Tesla's unreleased Cybercab is purpose-built for autonomous driving. Image source: Tesla.

Near-term challenges

Tesla's reported results show a business that is still expanding, but on less attractive terms than in prior years.

For the full year of 2024, for instance, revenue rose about 1% to roughly $97.7 billion, a stark slowdown from about 19% growth in 2023. Things have been improving recently, but growth remains significantly below 2023 levels. In Q3, Tesla generated record revenue of about $28.1 billion, up 12% year over year, helped by 497,099 vehicle deliveries, which increased 7%.

Tesla's biggest problem lately is its bottom line. Profitability has been moving in the wrong direction. For instance, Tesla's operating margin fell to about 7.2% in 2024, from 9.2% in 2023. And profitability isn't faring well this year either. Operating income in Tesla's most recent quarter dropped 40% to $1.6 billion as its operating margin continued to compress.

This margin pressure comes as Tesla is investing heavily in its future. Management has said it expects capital expenditures in 2025 to be around $9 billion as it builds out Cybercab manufacturing, semi production, and AI (artificial intelligence) infrastructure to support autonomous driving and robotics. Those projects could support new profit pools over time, yet they also keep near-term free cash flow and margins under pressure.

The stock's valuation is questionable

Against that backdrop, the stock's valuation looks demanding to say the least. With shares trading at around $430 as of this writing, the company has a market capitalization of more than $1.4 trillion, a level that implies a price-to-earnings ratio of 294. A valuation like this means the market has already priced in a return to rapid growth, a recovery of Tesla's profit margins, and a successful rollout of an autonomous ride-sharing network.

The stock's premium valuation shows up in sales-based metrics as well. Tesla trades at roughly 16 times sales.
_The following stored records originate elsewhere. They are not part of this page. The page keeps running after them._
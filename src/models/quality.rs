use std::fmt;

/// Decode targets for a photo, ordered from cheapest to most detailed.
#[derive(Debug, Clone, Copy, PartialEq, Eq, PartialOrd, Ord, Hash)]
pub enum ImageQuality {
    Thumb,
    ThumbHighQuality,
    HighQuality,
    Original,
}

impl ImageQuality {
    pub const ALL: [ImageQuality; 4] = [
        ImageQuality::Thumb,
        ImageQuality::ThumbHighQuality,
        ImageQuality::HighQuality,
        ImageQuality::Original,
    ];

    /// Position in the per-photo loading state table.
    pub fn index(self) -> usize {
        match self {
            ImageQuality::Thumb => 0,
            ImageQuality::ThumbHighQuality => 1,
            ImageQuality::HighQuality => 2,
            ImageQuality::Original => 3,
        }
    }

    /// The stage whose queue and workers handle this quality.
    pub fn stage(self) -> Stage {
        match self {
            ImageQuality::Thumb => Stage::Thumbnail,
            ImageQuality::ThumbHighQuality | ImageQuality::HighQuality => Stage::HighQuality,
            ImageQuality::Original => Stage::Original,
        }
    }

    /// Originals are kept apart from resized images so a few huge bitmaps
    /// cannot push every thumbnail out of memory.
    pub fn is_original(self) -> bool {
        self == ImageQuality::Original
    }

    pub fn name(self) -> &'static str {
        match self {
            ImageQuality::Thumb => "thumb",
            ImageQuality::ThumbHighQuality => "thumb-hq",
            ImageQuality::HighQuality => "hq",
            ImageQuality::Original => "original",
        }
    }
}

impl fmt::Display for ImageQuality {
    fn fmt(&self, f: &mut fmt::Formatter<'_>) -> fmt::Result {
        f.write_str(self.name())
    }
}

/// One pipeline phase with its own queue and worker pool.
#[derive(Debug, Clone, Copy, PartialEq, Eq, Hash)]
pub enum Stage {
    Exif,
    Thumbnail,
    HighQuality,
    Original,
    SqlAssociation,
}

impl Stage {
    pub const ALL: [Stage; 5] = [
        Stage::Exif,
        Stage::Thumbnail,
        Stage::HighQuality,
        Stage::Original,
        Stage::SqlAssociation,
    ];

    /// Bulk-triggered stages serve the most recent request first, the
    /// scroll position moves faster than the backlog drains.
    pub fn discipline(self) -> QueueDiscipline {
        match self {
            Stage::Exif | Stage::SqlAssociation => QueueDiscipline::Lifo,
            Stage::Thumbnail | Stage::HighQuality | Stage::Original => QueueDiscipline::Fifo,
        }
    }

    /// Whether workers consult the visibility gate before decoding.
    pub fn is_gated(self) -> bool {
        matches!(self, Stage::Thumbnail | Stage::HighQuality | Stage::Original)
    }

    pub fn name(self) -> &'static str {
        match self {
            Stage::Exif => "exif",
            Stage::Thumbnail => "thumb",
            Stage::HighQuality => "hq",
            Stage::Original => "original",
            Stage::SqlAssociation => "sql",
        }
    }
}

impl fmt::Display for Stage {
    fn fmt(&self, f: &mut fmt::Formatter<'_>) -> fmt::Result {
        f.write_str(self.name())
    }
}

#[derive(Debug, Clone, Copy, PartialEq, Eq)]
pub enum QueueDiscipline {
    /// Most recently requested first.
    Lifo,
    /// First requested first.
    Fifo,
}

/// What a request loads: a decoded image, the photo metadata, or the
/// photo's tour associations.
#[derive(Debug, Clone, Copy, PartialEq, Eq, Hash)]
pub enum LoadTier {
    Image(ImageQuality),
    Exif,
    SqlAssociation,
}

impl LoadTier {
    pub fn stage(self) -> Stage {
        match self {
            LoadTier::Image(quality) => quality.stage(),
            LoadTier::Exif => Stage::Exif,
            LoadTier::SqlAssociation => Stage::SqlAssociation,
        }
    }

    pub fn quality(self) -> Option<ImageQuality> {
        match self {
            LoadTier::Image(quality) => Some(quality),
            _ => None,
        }
    }
}

impl fmt::Display for LoadTier {
    fn fmt(&self, f: &mut fmt::Formatter<'_>) -> fmt::Result {
        match self {
            LoadTier::Image(quality) => quality.fmt(f),
            LoadTier::Exif => f.write_str("exif"),
            LoadTier::SqlAssociation => f.write_str("sql"),
        }
    }
}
Established automakers such as Toyota Motor and General Motors trade at price-to-sales ratios below 1. The gap is enormous.

Bulls argue that direct comparisons to traditional automakers miss Tesla's AI and software potential. During the company's third-quarter earnings call, CEO Elon Musk said, "Optimus at scale is the infinite money glitch," suggesting humanoid robots could eventually eclipse the vehicle business. In addition, the company emphasized in its third-quarter update that, over time, it expects its "hardware-related profits to be accompanied by an acceleration of AI, software, and fleet-based profits."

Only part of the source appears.